Monomeric functionalization (Mono)
By grafting a monochlorodimethylsilane, only one bond can be formed with the silica surface. This type of grafting is called monomeric. The dimethyl groups help to protect the surface by steric hindrance, which prevents the material from reaching the highest silane density possible. The residual silanol groups are inhibited by the grafting of a small molecule, trimethylsilane Si(CH3)3, this small reagent is called endcapping. Most of our modified silicas are available endcapped or non-endcapped (ne). Even after end-capping, a small portion of the initial silanols is still present, unable to react due to steric hindrance and hence isolated from the mobile phase and analytes present. This product presents a high stability, batch-to-batch reproducibility, and good hydrophobic properties.

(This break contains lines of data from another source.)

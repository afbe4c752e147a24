use rand::Rng;

/// Inputs for one Order-Status execution, generated before the measurement
/// window and consumed exactly once. `use_c_last` selects which lookup path
/// the transaction takes; the unused field is still populated so argument
/// records have a uniform shape.
#[derive(Debug, Clone)]
pub struct OrderStatusArgs {
    pub w_id: i8,
    pub d_id: i8,
    pub use_c_last: bool,
    pub c_id: i32,
    pub c_last: Option<String>,
}

// TPC-C 4.3.2.3 last name syllables.
const LAST_NAME_SYLLABLES: [&str; 10] = [
    "BAR", "OUGHT", "ABLE", "PRI", "PRES", "ESE", "ANTI", "CALLY", "ATION", "EING",
];

/// Customer last name for a number in [0, 1000), per TPC-C 4.3.2.3.
pub fn last_name_for(num: i32) -> String {
    debug_assert!((0..1000).contains(&num), "last name number out of range");
    let mut name = String::with_capacity(16);
    name.push_str(LAST_NAME_SYLLABLES[(num / 100) as usize]);
    name.push_str(LAST_NAME_SYLLABLES[(num / 10 % 10) as usize]);
    name.push_str(LAST_NAME_SYLLABLES[(num % 10) as usize]);
    name
}

/// Non-uniform random number, TPC-C 2.1.6. The C constant is fixed for the
/// lifetime of a run.
pub fn nurand<R: Rng>(rng: &mut R, a: i32, x: i32, y: i32) -> i32 {
    const C: i32 = 123;
    (((rng.random_range(0..=a) | rng.random_range(x..=y)) + C) % (y - x + 1)) + x
}

/// Generate one Order-Status argument record per TPC-C 2.6.1: 60% of
/// executions look the customer up by last name, 40% by customer id.
pub fn generate_order_status_args<R: Rng>(
    rng: &mut R,
    w_id: i8,
    districts_per_warehouse: i8,
    customers_per_district: i32,
) -> OrderStatusArgs {
    let d_id = rng.random_range(1..=districts_per_warehouse);
    let use_c_last = rng.random_range(1..=100) <= 60;
    let c_id = nurand(rng, 1023, 1, customers_per_district);
    let c_last = if use_c_last {
        // Only name numbers the loader actually populated can match.
        let name_range = customers_per_district.min(1000);
        Some(last_name_for(nurand(rng, 255, 0, name_range - 1)))
    } else {
        None
    };
    OrderStatusArgs {
        w_id,
        d_id,
        use_c_last,
        c_id,
        c_last,
    }
}

/// Precompute argument records for one terminal bound to `w_id`, so argument
/// generation stays out of the measured path.
pub fn precompute_order_status_args<R: Rng>(
    rng: &mut R,
    w_id: i8,
    districts_per_warehouse: i8,
    customers_per_district: i32,
    count: usize,
) -> Vec<OrderStatusArgs> {
    (0..count)
        .map(|_| {
            generate_order_status_args(rng, w_id, districts_per_warehouse, customers_per_district)
        })
        .collect()
}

The fact that the silane possesses only one bond with the surface makes this phase less stable at low pH, which may lead to silane hydrolysis and consequently leaching. For low pH, the polymeric phase is preferred.

Polymeric functionalization (Poly)
By grafting a trichlorosilane, it is possible to form multiple bonds in three-space direction with the surface and also between silane molecules. This grafting method is called polymeric functionalization. The silica surface is more hydrophobic, has greater stability in strong acidic condition (pH2, 3) and has longer lifetime.